# [Problem to solve]
With nothing added or left out, output the listing that follows.

# [Extracted material]
◆ ◆ ◆ ◆ ◆ ◆ ◆
//! Math types.
//!
//! This module intentionally stays small and deterministic.
//! It avoids SIMD/unsafe and focuses on stable semantics.

use serde::{Deserialize, Serialize};

/// 3D vector.
#[derive(Debug, Clone, Copy, PartialEq, Serialize, Deserialize, Default)]
pub struct Vec3 {
    pub x: f32,
    pub y: f32,
    pub z: f32,
}

impl Vec3 {
    pub const fn new(x: f32, y: f32, z: f32) -> Self {
        Self { x, y, z }
    }

    pub fn dot(self, rhs: Self) -> f32 {
        self.x * rhs.x + self.y * rhs.y + self.z * rhs.z
    }

    pub fn cross(self, rhs: Self) -> Self {
        Self::new(
            self.y * rhs.z - self.z * rhs.y,
            self.z * rhs.x - self.x * rhs.z,
            self.x * rhs.y - self.y * rhs.x,
        )
    }

    pub fn scale(self, s: f32) -> Self {
        Self::new(self.x * s, self.y * s, self.z * s)
    }

    pub fn add(self, rhs: Self) -> Self {
        Self::new(self.x + rhs.x, self.y + rhs.y, self.z + rhs.z)
    }
}

/// Unit quaternion (conceptually).
#[derive(Debug, Clone, Copy, PartialEq, Serialize, Deserialize)]
pub struct Quat {
    pub x: f32,
    pub y: f32,
    pub z: f32,
    pub w: f32,
}

impl Default for Quat {
    fn default() -> Self {
        Self::IDENTITY
    }
}

impl Quat {
    pub const IDENTITY: Self = Self {
        x: 0.0,
        y: 0.0,
        z: 0.0,
        w: 1.0,
    };

    pub const fn new(x: f32, y: f32, z: f32, w: f32) -> Self {
        Self { x, y, z, w }
    }

    /// Builds a rotation from Euler angles applied in Z-Y-X order.
    ///
    /// `z` (yaw) is applied about the Z axis, then `y` (pitch) about Y, then
    /// `x` (roll) about X, i.e. `qz(z) * qy(y) * qx(x)`. Evaluated in `f64`
    /// and narrowed once at the end.
    pub fn from_euler_zyx(z: f64, y: f64, x: f64) -> Self {
        let (sz, cz) = (z * 0.5).sin_cos();
        let (sy, cy) = (y * 0.5).sin_cos();
        let (sx, cx) = (x * 0.5).sin_cos();

        Self {
            x: (sx * cy * cz - cx * sy * sz) as f32,
            y: (cx * sy * cz + sx * cy * sz) as f32,
            z: (cx * cy * sz - sx * sy * cz) as f32,
            w: (cx * cy * cz + sx * sy * sz) as f32,
        }
    }

    pub fn dot(self, rhs: Self) -> f32 {
        self.x * rhs.x + self.y * rhs.y + self.z * rhs.z + self.w * rhs.w
    }

    pub fn len_sq(self) -> f32 {
        self.dot(self)
    }

    /// Hamilton product `self * rhs` (apply `rhs` first, then `self`).
    pub fn mul(self, rhs: Self) -> Self {
        Self {
            x: self.w * rhs.x + self.x * rhs.w + self.y * rhs.z - self.z * rhs.y,
            y: self.w * rhs.y - self.x * rhs.z + self.y * rhs.w + self.z * rhs.x,
            z: self.w * rhs.z + self.x * rhs.y - self.y * rhs.x + self.z * rhs.w,
            w: self.w * rhs.w - self.x * rhs.x - self.y * rhs.y - self.z * rhs.z,
        }
    }

    /// Rotates a vector by this (unit) quaternion.
    pub fn rotate(self, v: Vec3) -> Vec3 {
        let u = Vec3::new(self.x, self.y, self.z);
        let t = u.cross(v).scale(2.0);
        v.add(t.scale(self.w)).add(u.cross(t))
    }

    /// Angle in radians between two unit rotations, ignoring the double cover.
    pub fn angle_to(self, rhs: Self) -> f32 {
        let d = self.dot(rhs).abs().min(1.0);
        2.0 * d.acos()
    }
}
◆ ◆ ◆ ◆ ◆ ◆ ◆
# [Exercise answer]
//! Math types.
//!
//! This module intentionally stays small and deterministic.
//! It avoids SIMD/unsafe and focuses on stable semantics.

use serde::{Deserialize, Serialize};

/// 3D vector.
#[derive(Debug, Clone, Copy, PartialEq, Serialize, Deserialize, Default)]
pub struct Vec3 {
    pub x: f32,
    pub y: f32,
    pub z: f32,
}

impl Vec3 {
    pub const fn new(x: f32, y: f32, z: f32) -> Self {
        Self { x, y, z }
    }

    pub fn dot(self, rhs: Self) -> f32 {
        self.x * rhs.x + self.y * rhs.y + self.z * rhs.z
    }

    pub fn cross(self, rhs: Self) -> Self {
        Self::new(
            self.y * rhs.z - self.z * rhs.y,
            self.z * rhs.x - self.x * rhs.z,
            self.x * rhs.y - self.y * rhs.x,
        )
    }

    pub fn scale(self, s: f32) -> Self {
        Self::new(self.x * s, self.y * s, self.z * s)
    }

    pub fn add(self, rhs: Self) -> Self {
        Self::new(self.x + rhs.x, self.y + rhs.y, self.z + rhs.z)
    }
}

/// Unit quaternion (conceptually).
#[derive(Debug, Clone, Copy, PartialEq, Serialize, Deserialize)]
pub struct Quat {
    pub x: f32,
    pub y: f32,
    pub z: f32,
    pub w: f32,
}

impl Default for Quat {
    fn default() -> Self {
        Self::IDENTITY
    }
}

impl Quat {
    pub const IDENTITY: Self = Self {
        x: 0.0,
        y: 0.0,
        z: 0.0,
        w: 1.0,
    };

    pub const fn new(x: f32, y: f32, z: f32, w: f32) -> Self {
        Self { x, y, z, w }
    }

    /// Builds a rotation from Euler angles applied in Z-Y-X order.
    ///
    /// `z` (yaw) is applied about the Z axis, then `y` (pitch) about Y, then
    /// `x` (roll) about X, i.e. `qz(z) * qy(y) * qx(x)`. Evaluated in `f64`
    /// and narrowed once at the end.
    pub fn from_euler_zyx(z: f64, y: f64, x: f64) -> Self {
        let (sz, cz) = (z * 0.5).sin_cos();
        let (sy, cy) = (y * 0.5).sin_cos();
        let (sx, cx) = (x * 0.5).sin_cos();

        Self {
            x: (sx * cy * cz - cx * sy * sz) as f32,
            y: (cx * sy * cz + sx * cy * sz) as f32,
            z: (cx * cy * sz - sx * sy * cz) as f32,
            w: (cx * cy * cz + sx * sy * sz) as f32,
        }
    }

    pub fn dot(self, rhs: Self) -> f32 {
        self.x * rhs.x + self.y * rhs.y + self.z * rhs.z + self.w * rhs.w
    }

    pub fn len_sq(self) -> f32 {
        self.dot(self)
    }

    /// Hamilton product `self * rhs` (apply `rhs` first, then `self`).
    pub fn mul(self, rhs: Self) -> Self {
        Self {
            x: self.w * rhs.x + self.x * rhs.w + self.y * rhs.z - self.z * rhs.y,
            y: self.w * rhs.y - self.x * rhs.z + self.y * rhs.w + self.z * rhs.x,
            z: self.w * rhs.z + self.x * rhs.y - self.y * rhs.x + self.z * rhs.w,
            w: self.w * rhs.w - self.x * rhs.x - self.y * rhs.y - self.z * rhs.z,
        }
    }

    /// Rotates a vector by this (unit) quaternion.
    pub fn rotate(self, v: Vec3) -> Vec3 {
        let u = Vec3::new(self.x, self.y, self.z);
        let t = u.cross(v).scale(2.0);
        v.add(t.scale(self.w)).add(u.cross(t))
    }

    /// Angle in radians between two unit rotations, ignoring the double cover.
    pub fn angle_to(self, rhs: Self) -> f32 {
        let d = self.dot(rhs).abs().min(1.0);
        2.0 * d.acos()
    }
}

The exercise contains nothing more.